Enter the rise of Tyrese Maxey into his own, well-deserved superstardom.

Through 25 games at the time of this writing, the dynamic point guard is having easily the best season of his career. He’s third in scoring per game, ninth in assists, and is shooting nearly 40 percent from 3 on almost 10 attempts a game. On any given night, Maxey is liable to drop a 40-burger (he already has four of them this season). For all intents and purposes, he might be one of the five hardest defensive covers in the NBA right now. Most importantly, he’s become the clear focal point of a guard and wing-centered 76ers offense that has had to transition away from leaning on someone like Embiid.

That’s no accident. In fact, making Maxey the lead dog was likely a necessity. The gambit has paid off with flying colors.

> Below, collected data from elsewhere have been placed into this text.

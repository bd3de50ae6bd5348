//! # Box Kernel
//!
//! Builds axis-aligned rectangular solids as explicit boundary
//! representations:
//!
//! ```text
//! 8 points -> 8 vertices
//! 6 faces  x 4 edges (line + direction + vector + edge curve + oriented edge)
//!          -> edge loop -> outer bound
//!          -> plane (origin, outward normal, reference direction)
//!          -> advanced face
//! 6 faces  -> closed shell -> manifold solid
//! ```
//!
//! Every face owns its four edges. Loops run counter-clockwise when viewed
//! from outside the solid, so each loop agrees with its face normal.

use crate::arena::{EntityArena, EntityId};
use crate::entity::Entity;
use nalgebra::{Point3, Vector3};

/// The six sides of a box, in emission order.
#[derive(Debug, Clone, Copy, PartialEq, Eq)]
pub enum FaceSide {
    Bottom,
    Top,
    Front,
    Back,
    Left,
    Right,
}

impl FaceSide {
    pub const ALL: [FaceSide; 6] = [
        FaceSide::Bottom,
        FaceSide::Top,
        FaceSide::Front,
        FaceSide::Back,
        FaceSide::Left,
        FaceSide::Right,
    ];

    pub fn name(self) -> &'static str {
        match self {
            Self::Bottom => "bottom",
            Self::Top => "top",
            Self::Front => "front",
            Self::Back => "back",
            Self::Left => "left",
            Self::Right => "right",
        }
    }

    pub fn outward_normal(self) -> Vector3<f64> {
        match self {
            Self::Bottom => -Vector3::z(),
            Self::Top => Vector3::z(),
            Self::Front => -Vector3::y(),
            Self::Back => Vector3::y(),
            Self::Left => -Vector3::x(),
            Self::Right => Vector3::x(),
        }
    }

    /// In-plane reference direction, perpendicular to the normal
    pub fn reference_direction(self) -> Vector3<f64> {
        match self {
            Self::Left | Self::Right => Vector3::y(),
            _ => Vector3::x(),
        }
    }

    /// Corner indices of the boundary loop.
    ///
    /// Corners 0..4 sit on the bottom plane, 4..8 on the top, in the order
    /// (x0,y0) (x1,y0) (x1,y1) (x0,y1).
    fn corner_loop(self) -> [usize; 4] {
        match self {
            Self::Bottom => [0, 3, 2, 1],
            Self::Top => [4, 5, 6, 7],
            Self::Front => [0, 1, 5, 4],
            Self::Back => [3, 7, 6, 2],
            Self::Left => [0, 4, 7, 3],
            Self::Right => [1, 2, 6, 5],
        }
    }
}

/// Handles to one constructed box.
#[derive(Debug, Clone, PartialEq)]
pub struct BoxSolid {
    pub solid: EntityId,
    pub shell: EntityId,
    pub faces: [EntityId; 6],
    /// Minimum corner in inches
    pub corner: Point3<f64>,
    /// Length, width, height in inches
    pub size: Vector3<f64>,
}

impl BoxSolid {
    pub fn max_corner(&self) -> Point3<f64> {
        self.corner + self.size
    }
}

/// Solid constructor writing into a borrowed arena.
pub struct Kernel<'a> {
    arena: &'a mut EntityArena,
}

impl<'a> Kernel<'a> {
    pub fn new(arena: &'a mut EntityArena) -> Self {
        Self { arena }
    }

    pub fn arena(&self) -> &EntityArena {
        self.arena
    }

    pub fn alloc(&mut self, entity: Entity) -> EntityId {
        self.arena.alloc(entity)
    }

    /// Build a closed box with its minimum corner at `corner` (inches).
    pub fn build_box(
        &mut self,
        name: &str,
        corner: Point3<f64>,
        length: f64,
        width: f64,
        height: f64,
    ) -> BoxSolid {
        let size = Vector3::new(length, width, height);
        let (x0, y0, z0) = (corner.x, corner.y, corner.z);
        let (x1, y1, z1) = (x0 + length, y0 + width, z0 + height);
        let corners = [
            Point3::new(x0, y0, z0),
            Point3::new(x1, y0, z0),
            Point3::new(x1, y1, z0),
            Point3::new(x0, y1, z0),
            Point3::new(x0, y0, z1),
            Point3::new(x1, y0, z1),
            Point3::new(x1, y1, z1),
            Point3::new(x0, y1, z1),
        ];

        let points = corners.map(|p| self.arena.alloc(Entity::CartesianPoint(p)));
        let vertices = points.map(|point| self.arena.alloc(Entity::VertexPoint { point }));

        let faces = FaceSide::ALL.map(|side| {
            let face_name = format!("{} {}", name, side.name());
            self.build_face(&face_name, side, &corners, &points, &vertices)
        });

        let shell = self.arena.alloc(Entity::ClosedShell {
            faces: faces.to_vec(),
        });
        let solid = self.arena.alloc(Entity::ManifoldSolidBrep {
            name: name.to_string(),
            shell,
        });

        BoxSolid {
            solid,
            shell,
            faces,
            corner,
            size,
        }
    }

    fn build_face(
        &mut self,
        name: &str,
        side: FaceSide,
        corners: &[Point3<f64>; 8],
        points: &[EntityId; 8],
        vertices: &[EntityId; 8],
    ) -> EntityId {
        let ring = side.corner_loop();
        let mut edges = Vec::with_capacity(4);
        for i in 0..4 {
            let (from, to) = (ring[i], ring[(i + 1) % 4]);
            edges.push(self.build_edge(corners[from], corners[to], points[from], vertices[from], vertices[to]));
        }

        let edge_loop = self.arena.alloc(Entity::EdgeLoop { edges });
        let bound = self.arena.alloc(Entity::FaceOuterBound { edge_loop });

        let axis = self.arena.alloc(Entity::Direction(side.outward_normal()));
        let ref_direction = self.arena.alloc(Entity::Direction(side.reference_direction()));
        let position = self.arena.alloc(Entity::Axis2Placement3D {
            location: points[ring[0]],
            axis,
            ref_direction,
        });
        let surface = self.arena.alloc(Entity::Plane { position });

        self.arena.alloc(Entity::AdvancedFace {
            name: name.to_string(),
            bound,
            surface,
        })
    }

    fn build_edge(
        &mut self,
        from: Point3<f64>,
        to: Point3<f64>,
        point: EntityId,
        start: EntityId,
        end: EntityId,
    ) -> EntityId {
        let span = to - from;
        let direction = self.arena.alloc(Entity::Direction(span.normalize()));
        let vector = self.arena.alloc(Entity::Vector {
            direction,
            magnitude: span.norm(),
        });
        let curve = self.arena.alloc(Entity::Line { point, vector });
        let edge = self.arena.alloc(Entity::EdgeCurve { start, end, curve });
        self.arena.alloc(Entity::OrientedEdge { edge })
    }
}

A young 76ers team that was supposed to be in a transitional year currently sits at No. 4 in the Eastern Conference standings. Maxey is playing out of this world as the 76ers’ lead catalyst. Even though Embiid might no longer be the guy Philadelphia is running its offense through in the clutch, he has adapted well to being his point guard’s trusted sidekick and No. 2 option. He’s accepted the responsibility and his place in Philadelphia’s hierarchy. It’s honestly the perfect role for someone like Embiid, who can still play well in spurts, albeit not at an MVP level.

When Embiid got plagued by his latest bout of injuries, you could’ve told me anything would’ve happened next in his career, and I would’ve believed you. I also would’ve had the 76ers finding a way to cut ties with him as soon as possible in a reboot very high on my list of possible outcomes. Now, I’m not so sure that’s the case anymore. And I definitely didn’t have him readily becoming an effective and willing Robin to Maxey’s Batman.

It is this relationship that may well rescue this era of 76ers basketball and have us all reevaluate what it’s still capable of achieving.